# Ikonè è della Fiorentina. Fatta. Le cifre.



## admin (23 Dicembre 2021)

Mediaset: Ikonè è sbarcato a Firenze per le visite mediche. I Viola verseranno al Lille 15 mln di euro più bonus e una percentuale del 15% sulla futura rivendita.

*Il Lille ha annunciato ufficialmente Ikonè alla Fiorentina. *


----------



## JoKeR (23 Dicembre 2021)

Non vedo perché il Lille che è agli ottavi di Champions dovrebbe vendere i suoi giocatori migliori - pluricit.


----------



## Pit96 (23 Dicembre 2021)

admin ha scritto:


> Mediaset: Ikonè è sbarcato a Firenze per le visite mediche. I Viola verseranno al Lille 15 mln di euro più bonus e una percentuale del 15% sulla futura rivendita.


È quello che in molti volevano qui? 
O la Fiorentina ha fatto un gran colpo o non era un giocatore da Milan.


----------



## kipstar (23 Dicembre 2021)

in questa stagione sta deludendo.....


----------



## bmb (23 Dicembre 2021)

kipstar ha scritto:


> in questa stagione sta deludendo.....


Però non avendolo preso noi è automaticamente il nuovo campione delle quattro galassie.


----------



## SoloMVB (23 Dicembre 2021)

Pit96 ha scritto:


> È quello che in molti volevano qui?
> O la Fiorentina ha fatto un gran colpo o non era un giocatore da Milan.


Di giocatori da Milan,da vero Milan,ne abbiamo forse 4-5 a stare larghi,quindi Ikone ci sarebbe bene in QUESTO Milan.


----------



## ILMAGO (23 Dicembre 2021)

kipstar ha scritto:


> in questa stagione sta deludendo.....


Meglio che Callejon 40enne o sottil! per la fascia destra viola penso sia una gran presa…


----------



## Djici (23 Dicembre 2021)

kipstar ha scritto:


> in questa stagione sta deludendo.....


Ma se non li possiamo prendere quando sono al top perché costano troppo (tanto non partecipiamo a nessun duello di mercato) e non li vogliamo quando stanno deludendo allora non ne usciamo.
I giocatori vanno presi proprio quando hanno un calo e credi fortemente in un rilancio psico-fisico.


----------



## Andrea Red&Black (23 Dicembre 2021)

admin ha scritto:


> Mediaset: Ikonè è sbarcato a Firenze per le visite mediche.
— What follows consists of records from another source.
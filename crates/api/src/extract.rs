//! Extractors that reject with `AppError` so every 4xx carries the JSON error body

use axum::{
    extract::{FromRequest, FromRequestParts, Path, Query, Request},
    http::request::Parts,
    Json,
};
use seabed_common::errors::AppError;
use serde::de::DeserializeOwned;
use validator::Validate;

/// Query string filters
pub struct ApiQuery<T>(pub T);

impl<S, T> FromRequestParts<S> for ApiQuery<T>
where
    T: DeserializeOwned,
    S: Send + Sync,
{
    type Rejection = AppError;

    async fn from_request_parts(parts: &mut Parts, state: &S) -> Result<Self, Self::Rejection> {
        let Query(value) = Query::<T>::from_request_parts(parts, state)
            .await
            .map_err(|e| AppError::InvalidFormat { message: e.body_text() })?;
        Ok(ApiQuery(value))
    }
}

/// Path parameters
pub struct ApiPath<T>(pub T);

impl<S, T> FromRequestParts<S> for ApiPath<T>
where
    T: DeserializeOwned + Send,
    S: Send + Sync,
{
    type Rejection = AppError;

    async fn from_request_parts(parts: &mut Parts, state: &S) -> Result<Self, Self::Rejection> {
        let Path(value) = Path::<T>::from_request_parts(parts, state)
            .await
            .map_err(|e| AppError::InvalidFormat { message: e.body_text() })?;
        Ok(ApiPath(value))
    }
}

/// JSON body that must also pass its `validator` rules
pub struct ValidatedJson<T>(pub T);

impl<S, T> FromRequest<S> for ValidatedJson<T>
where
    T: DeserializeOwned + Validate,
    S: Send + Sync,
{
    type Rejection = AppError;

    async fn from_request(req: Request, state: &S) -> Result<Self, Self::Rejection> {
        let Json(value) = Json::<T>::from_request(req, state)
            .await
            .map_err(|e| AppError::InvalidFormat { message: e.body_text() })?;
        value.validate()?;
        Ok(ValidatedJson(value))
    }
}
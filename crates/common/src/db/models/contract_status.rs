//! Contract status lookup

use sea_orm::entity::prelude::*;
use serde::{Deserialize, Serialize};

#[derive(Clone, Debug, PartialEq, Eq, DeriveEntityModel, Serialize, Deserialize)]
#[sea_orm(table_name = "contract_statuses")]
pub struct Model {
    #[sea_orm(primary_key)]
    pub id: i32,

    #[sea_orm(column_type = "Text", unique)]
    pub name: String,
}

#[derive(Copy, Clone, Debug, EnumIter, DeriveRelation)]
pub enum Relation {
    #[sea_orm(has_many = "super::contractor::Entity")]
    Contractors,
}

impl Related<super::contractor::Entity> for Entity {
    fn to() -> RelationDef {
        Relation::Contractors.def()
    }
}

impl ActiveModelBehavior for ActiveModel {}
I Viola verseranno al Lille 15 mln di euro più bonus e una percentuale del 15% sulla futura rivendita.



ottimo upgrade per la Fiorentina, al posto di Callejon. Comunque non è il fenomeno che leggiamo in giro eh, giocatore normale. Certo che con la penuria in quel ruolo che abbiamo starebbe bene anche in rosa da noi ma spero sinceramente in qualcosa di meglio in estate.


----------



## Giangy (23 Dicembre 2021)

admin ha scritto:


> Mediaset: Ikonè è sbarcato a Firenze per le visite mediche. I Viola verseranno al Lille 15 mln di euro più bonus e una percentuale del 15% sulla futura rivendita.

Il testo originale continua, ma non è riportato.